▶ **EXERCISE MATERIALS**
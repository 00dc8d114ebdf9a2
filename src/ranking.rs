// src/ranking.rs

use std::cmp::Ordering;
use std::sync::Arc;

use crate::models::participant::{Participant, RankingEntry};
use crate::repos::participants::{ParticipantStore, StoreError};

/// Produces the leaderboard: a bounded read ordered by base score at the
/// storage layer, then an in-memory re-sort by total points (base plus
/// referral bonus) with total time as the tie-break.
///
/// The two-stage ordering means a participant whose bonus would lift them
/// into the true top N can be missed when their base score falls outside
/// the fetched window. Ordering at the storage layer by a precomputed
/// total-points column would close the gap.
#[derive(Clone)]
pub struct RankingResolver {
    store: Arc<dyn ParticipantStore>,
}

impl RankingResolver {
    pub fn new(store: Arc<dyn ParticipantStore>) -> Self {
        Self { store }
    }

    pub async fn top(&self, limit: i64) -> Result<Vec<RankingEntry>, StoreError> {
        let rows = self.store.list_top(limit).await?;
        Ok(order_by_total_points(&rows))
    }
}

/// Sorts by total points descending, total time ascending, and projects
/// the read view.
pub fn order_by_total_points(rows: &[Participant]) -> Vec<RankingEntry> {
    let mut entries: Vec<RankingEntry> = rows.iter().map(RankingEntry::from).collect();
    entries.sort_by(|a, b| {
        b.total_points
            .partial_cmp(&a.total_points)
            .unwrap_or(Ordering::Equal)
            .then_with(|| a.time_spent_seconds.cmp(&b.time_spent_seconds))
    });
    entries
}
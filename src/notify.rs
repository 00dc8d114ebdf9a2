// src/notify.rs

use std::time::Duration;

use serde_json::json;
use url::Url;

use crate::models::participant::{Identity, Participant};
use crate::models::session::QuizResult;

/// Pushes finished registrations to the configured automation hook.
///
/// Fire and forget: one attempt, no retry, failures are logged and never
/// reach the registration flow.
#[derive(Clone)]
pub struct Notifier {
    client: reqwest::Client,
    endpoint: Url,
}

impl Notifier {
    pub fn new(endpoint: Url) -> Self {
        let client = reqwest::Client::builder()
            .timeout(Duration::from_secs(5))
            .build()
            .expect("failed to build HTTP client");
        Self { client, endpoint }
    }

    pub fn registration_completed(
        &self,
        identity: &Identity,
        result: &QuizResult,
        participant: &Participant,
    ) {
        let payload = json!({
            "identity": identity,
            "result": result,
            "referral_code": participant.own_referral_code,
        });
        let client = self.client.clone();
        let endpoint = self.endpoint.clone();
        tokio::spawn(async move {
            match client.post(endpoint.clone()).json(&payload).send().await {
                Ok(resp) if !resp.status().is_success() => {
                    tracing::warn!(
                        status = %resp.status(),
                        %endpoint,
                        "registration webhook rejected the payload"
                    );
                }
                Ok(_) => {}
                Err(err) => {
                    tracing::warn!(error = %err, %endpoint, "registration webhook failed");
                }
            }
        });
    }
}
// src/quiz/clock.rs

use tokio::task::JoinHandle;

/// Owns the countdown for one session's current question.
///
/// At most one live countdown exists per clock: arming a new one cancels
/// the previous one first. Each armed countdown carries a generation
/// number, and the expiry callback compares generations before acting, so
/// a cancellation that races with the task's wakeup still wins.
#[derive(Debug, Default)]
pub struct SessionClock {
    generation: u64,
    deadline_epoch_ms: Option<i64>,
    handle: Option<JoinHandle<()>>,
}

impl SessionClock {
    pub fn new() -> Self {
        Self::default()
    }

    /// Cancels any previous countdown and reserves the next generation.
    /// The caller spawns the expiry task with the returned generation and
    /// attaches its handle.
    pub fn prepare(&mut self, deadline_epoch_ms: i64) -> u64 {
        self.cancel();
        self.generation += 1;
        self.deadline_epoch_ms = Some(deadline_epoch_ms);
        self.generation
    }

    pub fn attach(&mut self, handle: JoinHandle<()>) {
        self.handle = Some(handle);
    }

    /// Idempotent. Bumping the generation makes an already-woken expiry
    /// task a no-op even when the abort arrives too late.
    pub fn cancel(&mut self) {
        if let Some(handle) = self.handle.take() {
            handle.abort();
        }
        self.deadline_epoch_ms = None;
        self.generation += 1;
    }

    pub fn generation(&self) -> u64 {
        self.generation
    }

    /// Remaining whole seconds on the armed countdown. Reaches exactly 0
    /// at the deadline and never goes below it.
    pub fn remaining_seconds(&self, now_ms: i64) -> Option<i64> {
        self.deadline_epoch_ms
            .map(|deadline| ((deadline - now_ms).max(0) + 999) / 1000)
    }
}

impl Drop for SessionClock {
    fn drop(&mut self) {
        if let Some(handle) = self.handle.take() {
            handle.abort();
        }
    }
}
==
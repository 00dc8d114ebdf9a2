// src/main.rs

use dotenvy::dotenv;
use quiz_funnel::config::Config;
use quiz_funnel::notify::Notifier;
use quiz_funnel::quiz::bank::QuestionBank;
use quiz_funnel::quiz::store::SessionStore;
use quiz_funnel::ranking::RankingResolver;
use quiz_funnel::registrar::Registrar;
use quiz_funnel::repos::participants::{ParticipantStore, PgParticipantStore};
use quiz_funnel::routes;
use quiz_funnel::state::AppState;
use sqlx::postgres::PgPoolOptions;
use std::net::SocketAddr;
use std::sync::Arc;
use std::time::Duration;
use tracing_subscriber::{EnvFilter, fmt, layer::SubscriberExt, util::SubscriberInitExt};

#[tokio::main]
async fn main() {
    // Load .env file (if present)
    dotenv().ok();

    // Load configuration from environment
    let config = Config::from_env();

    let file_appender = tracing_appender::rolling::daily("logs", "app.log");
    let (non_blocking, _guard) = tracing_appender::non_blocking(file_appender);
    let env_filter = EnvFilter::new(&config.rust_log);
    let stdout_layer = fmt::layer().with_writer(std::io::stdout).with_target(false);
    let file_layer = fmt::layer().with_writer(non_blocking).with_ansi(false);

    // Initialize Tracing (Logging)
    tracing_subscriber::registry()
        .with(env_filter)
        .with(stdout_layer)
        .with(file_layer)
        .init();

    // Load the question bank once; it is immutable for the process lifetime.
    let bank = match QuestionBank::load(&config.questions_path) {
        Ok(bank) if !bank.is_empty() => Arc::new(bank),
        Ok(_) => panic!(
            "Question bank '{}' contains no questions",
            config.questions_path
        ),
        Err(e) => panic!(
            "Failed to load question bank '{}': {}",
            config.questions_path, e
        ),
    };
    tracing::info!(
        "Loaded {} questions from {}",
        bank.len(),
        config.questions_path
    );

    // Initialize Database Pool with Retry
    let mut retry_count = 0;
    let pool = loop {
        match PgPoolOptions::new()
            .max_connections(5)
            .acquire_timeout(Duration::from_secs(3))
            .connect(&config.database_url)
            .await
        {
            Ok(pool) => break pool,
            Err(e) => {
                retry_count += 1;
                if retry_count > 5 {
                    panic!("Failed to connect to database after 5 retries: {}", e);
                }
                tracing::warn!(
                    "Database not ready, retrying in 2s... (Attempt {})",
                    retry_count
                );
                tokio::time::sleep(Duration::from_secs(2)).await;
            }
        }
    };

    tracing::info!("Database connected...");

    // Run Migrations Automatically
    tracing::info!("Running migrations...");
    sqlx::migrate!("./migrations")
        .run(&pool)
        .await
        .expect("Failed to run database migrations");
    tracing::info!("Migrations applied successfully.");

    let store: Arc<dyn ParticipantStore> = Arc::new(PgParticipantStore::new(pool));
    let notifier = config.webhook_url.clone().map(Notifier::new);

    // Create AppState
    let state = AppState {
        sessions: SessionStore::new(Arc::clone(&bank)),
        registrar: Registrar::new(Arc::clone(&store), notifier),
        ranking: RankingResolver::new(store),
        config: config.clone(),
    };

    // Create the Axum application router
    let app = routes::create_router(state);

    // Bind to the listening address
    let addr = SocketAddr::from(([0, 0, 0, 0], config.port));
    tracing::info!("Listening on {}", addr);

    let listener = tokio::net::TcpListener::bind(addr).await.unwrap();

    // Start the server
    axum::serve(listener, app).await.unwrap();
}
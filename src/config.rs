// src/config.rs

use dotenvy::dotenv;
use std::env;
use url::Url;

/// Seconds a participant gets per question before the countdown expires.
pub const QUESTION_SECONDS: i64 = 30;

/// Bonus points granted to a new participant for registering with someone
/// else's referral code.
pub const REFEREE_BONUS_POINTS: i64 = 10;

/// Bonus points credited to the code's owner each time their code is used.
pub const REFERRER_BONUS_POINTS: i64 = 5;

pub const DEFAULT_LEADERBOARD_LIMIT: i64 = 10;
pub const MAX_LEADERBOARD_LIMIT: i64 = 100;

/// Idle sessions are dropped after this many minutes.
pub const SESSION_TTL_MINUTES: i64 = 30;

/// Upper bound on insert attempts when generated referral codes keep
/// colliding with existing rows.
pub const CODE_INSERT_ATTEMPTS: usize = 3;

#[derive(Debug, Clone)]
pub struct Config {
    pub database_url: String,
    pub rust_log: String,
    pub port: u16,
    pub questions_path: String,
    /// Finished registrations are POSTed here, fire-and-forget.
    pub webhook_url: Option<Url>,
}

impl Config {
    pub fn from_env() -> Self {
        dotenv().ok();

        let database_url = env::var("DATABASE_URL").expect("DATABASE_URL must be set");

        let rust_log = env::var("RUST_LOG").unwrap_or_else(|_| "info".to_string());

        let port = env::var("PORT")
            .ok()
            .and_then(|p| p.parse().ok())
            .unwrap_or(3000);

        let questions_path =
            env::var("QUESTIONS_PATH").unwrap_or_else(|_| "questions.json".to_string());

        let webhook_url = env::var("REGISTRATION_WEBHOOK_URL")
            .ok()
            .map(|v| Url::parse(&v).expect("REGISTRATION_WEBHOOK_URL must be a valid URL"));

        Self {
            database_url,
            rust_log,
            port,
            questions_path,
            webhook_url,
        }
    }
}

▶ **WHAT IS REQUIRED**
What is the number of lines in the entries above that hold the string "PgParticipantStore"? Please state that number alone.

▶ **ANSWER**
2